Do mesmo modo que acontece com os discos no caso da música, um livro vai além das palavras e ideias que contém. Comprar um livro, como comprar um disco, é um ritual que desanuvia a mente, envolve a procura dos títulos almejados, vasculhando-se livrarias ou sebos, a apreciação da arte da capa, por mais simples que possa ser, a análise do papel, dos tipos utilizados na confecção do texto, até chegar à montagem da bilblioteca, que deve ser sempre um espaço aconchegante e convidativo ao estudo. Tudo isso mostra que ter livros é um hobby fascinante, além da leitura e conhecimento cultural que os bons títulos oferecem. É um certo fetiche, porém saudável. Mindlin dizia que tinha obsessão pelos livros, doentia até, mas que isso não prejudicava a ninguém, pelo contrário. A frieza do e-book jamais irá suplantar a prazerosa atividade de colecionar livros.
Não só por isso Mindlin merece reverências, seu exemplo vai além. Ele não foi um colecionador qualquer, foi um grande colecionador, alguém que valorizava a alta cultura de modo absolutamente devido e, ao contrário do que possa parecer ao observador atido somente ao senso comum, ser um bibliófilo de tanto destaque não fez de Mindlin uma personalidade pedante, longe disso. O sempre arguto Daniel Piza acertou em cheio quando escreveu que ele não precisava de tom professoral para falar sobre livros, falava apenas com prazer e entusiasmo, sentimentos que não se encontram na maioria dos jovens quando o assunto é esse. É desagradável topar com gente metida a intelectual que aborda a bibliofilia com tom empolado e sisudo, que enche a boca e até faz pose para proferir o vocábulo "burguesia". Assim é que as pessoas mais novas não irão mesmo adquirir gosto por ter e ler livros.

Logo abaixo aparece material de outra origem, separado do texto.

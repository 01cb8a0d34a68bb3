//! Leaguemine main entry point
//!
//! Command-line interface for running crawl cycles and inspecting standings.

use anyhow::Context;
use clap::Parser;
use leaguemine::config::load_config_with_hash;
use leaguemine::crawler::crawl;
use leaguemine::ranking::{self, RankedEntry};
use leaguemine::snapshot;
use std::path::{Path, PathBuf};
use tracing_subscriber::EnvFilter;

/// Leaguemine: a league standings miner
///
/// Crawls the configured profile pages, merges the results into the
/// persisted snapshot, and reports the ranked standings with per-player
/// movement since the previous run.
#[derive(Parser, Debug)]
#[command(name = "leaguemine")]
#[command(version = "1.0.0")]
#[command(about = "A league standings miner", long_about = None)]
struct Cli {
    /// Path to TOML configuration file
    #[arg(value_name = "CONFIG")]
    config: PathBuf,

    /// Increase logging verbosity (-v, -vv, -vvv)
    #[arg(short, long, action = clap::ArgAction::Count)]
    verbose: u8,

    /// Suppress non-error output
    #[arg(short, long, conflicts_with = "verbose")]
    quiet: bool,

    /// Validate config and show what would be crawled without crawling
    #[arg(long, conflicts_with = "standings")]
    dry_run: bool,

    /// Print the persisted snapshot's standings and exit
    #[arg(long, conflicts_with = "dry_run")]
    standings: bool,
}

#[tokio::main]
async fn main() -> anyhow::Result<()> {
    let cli = Cli::parse();

    setup_logging(cli.verbose, cli.quiet);

    tracing::info!("Loading configuration from: {}", cli.config.display());
    let (config, config_hash) = load_config_with_hash(&cli.config)
        .with_context(|| format!("loading {}", cli.config.display()))?;
    tracing::info!("Configuration loaded (hash: {})", config_hash);

    if cli.dry_run {
        handle_dry_run(&config)?;
    } else if cli.standings {
        handle_standings(&config);
    } else {
        handle_crawl(config).await?;
    }

    Ok(())
}

/// Sets up the logging/tracing subscriber based on verbosity level
fn setup_logging(verbose: u8, quiet: bool) {
    let filter = if quiet {
        EnvFilter::new("error")
    } else {
        match verbose {
            0 => EnvFilter::new("leaguemine=info,warn"),
            1 => EnvFilter::new("leaguemine=debug,info"),
            2 => EnvFilter::new("leaguemine=trace,debug"),
            _ => EnvFilter::new("trace"),
        }
    };

    tracing_subscriber::fmt()
        .with_env_filter(filter)
        .with_target(false)
        .with_thread_ids(false)
        .with_file(false)
        .init();
}

/// Handles --dry-run: validates config and shows what would be crawled
fn handle_dry_run(config: &leaguemine::Config) -> anyhow::Result<()> {
    println!("=== Leaguemine Dry Run ===\n");

    println!("Crawler:");
    println!("  Workers: {}", config.crawler.concurrency);
    println!("  Mode settle: {}s", config.crawler.mode_settle_secs);

    println!("\nSession pool:");
    println!("  Endpoint: {}", config.session.webdriver_url);
    println!("  Pool size: {}", config.session.pool_size);
    println!("  Usage quota: {}", config.session.usage_quota);
    println!("  Lease timeout: {}s", config.session.lease_timeout_secs);

    println!("\nOutput:");
    println!("  Snapshot: {}", config.output.snapshot_path);
    println!("  Display: {}", config.output.display_path);

    let targets = leaguemine::targets::load_targets(Path::new(&config.targets.list_path))
        .with_context(|| format!("loading {}", config.targets.list_path))?;

    println!("\nTargets ({}):", targets.len());
    for target in &targets {
        if target.annotation.is_empty() {
            println!("  - {}", target.url);
        } else {
            println!("  - {} ({})", target.url, target.annotation);
        }
    }

    println!("\n✓ Configuration is valid");
    println!("✓ Would crawl {} targets", targets.len());

    Ok(())
}

/// Handles --standings: prints the persisted snapshot's ranking and exits
fn handle_standings(config: &leaguemine::Config) {
    let snapshot = snapshot::load_snapshot(Path::new(&config.output.snapshot_path));
    if snapshot.is_empty() {
        println!("No snapshot data at {}", config.output.snapshot_path);
        return;
    }

    // Ranking against its own rank map: standings without movement
    let ranks = ranking::rank_map(&snapshot);
    let ranked = ranking::rank(&snapshot, &ranks);
    print_standings(&ranked);
}

/// Handles the main crawl operation
async fn handle_crawl(config: leaguemine::Config) -> anyhow::Result<()> {
    let report = crawl(config).await?;

    println!(
        "\n{} targets: {} succeeded, {} failed",
        report.summary.total_targets, report.summary.succeeded, report.summary.failed
    );
    print_standings(&report.ranked);

    Ok(())
}

fn print_standings(ranked: &[RankedEntry]) {
    println!(
        "\n{:>4}  {:<12} {:<20} {:>11} {:>6} {:>8}  {}",
        "Rank", "Player", "Owner", "W-D-L", "Eff", "Win%", "Delta"
    );

    for row in ranked {
        let entry = &row.entry;
        let rank = row
            .rank
            .map(|r| r.to_string())
            .unwrap_or_else(|| "-".to_string());
        let owner = entry.owner_name.as_deref().unwrap_or("-");

        match &entry.record {
            Some(record) => println!(
                "{:>4}  {:<12} {:<20} {:>11} {:>6} {:>7.2}%  {}",
                rank,
                entry.player_id,
                owner,
                format!("{}-{}-{}", record.wins, record.draws, record.losses),
                record.efficiency_score,
                record.win_rate_percent,
                row.delta
            ),
            None => println!(
                "{:>4}  {:<12} {:<20} {:>11} {:>6} {:>8}  {}",
                rank,
                entry.player_id,
                owner,
                "-",
                "-",
                "-",
                entry.error_detail.as_deref().unwrap_or("error")
            ),
        }
    }
}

Deixei por último a parte mais importante dos livros, sua atribuição mais específica, ou seja, a leitura. Obviamente, também nesse aspecto Mindlin é justamente homenageado. Como já salientado, ele foi um intelectual, além de bibliófilo. São duas qualidades que se complementam, de maneira que colecionar livros que não trasmitam nenhum conteúdo cultural de qualidade, faria do colecionador alguém pobre de espírito, alguém, como tantos, que não sente prazer pela leitura e pelo conhecimento, gente sem curiosidade, incapaz de se encantar pelos sentimentos, descobertas e saberes que uma leitura de qualidade é capaz de conferir. Em outra ocasião, escrevi que não há nada de mau em ler autores de narrativas como Dan Brown, J.K. Rowling, Stephenie Meyer ou Marian Keys, antes ler alguma coisa, do que não ler nada. Contudo, ficar preso somente a escritores cuja temática é mais "light", é também se autolimitar, se furtar à busca de ideias, conceitos e mensagens que proporcionem um enriquecer maior em termos de conhecimento. Por tudo que acabo de redigir, fica claro que defendo uma postura que suscite o prazer em relação aos livros, mas ler não se resume a encarar a imensurável riqueza da literatura como uma brincadeirinha qualquer.
Mindlin sabia que os livros, os bons livros, são uma preciosa janela para o mundo, portadores de um canal para o saber que permitem ao leitor enxergar além das sombras do claustro, não mais do que produtos do limite imposto pela preguiça e pela ignorância. Mindlin se foi, mas seu legado vive.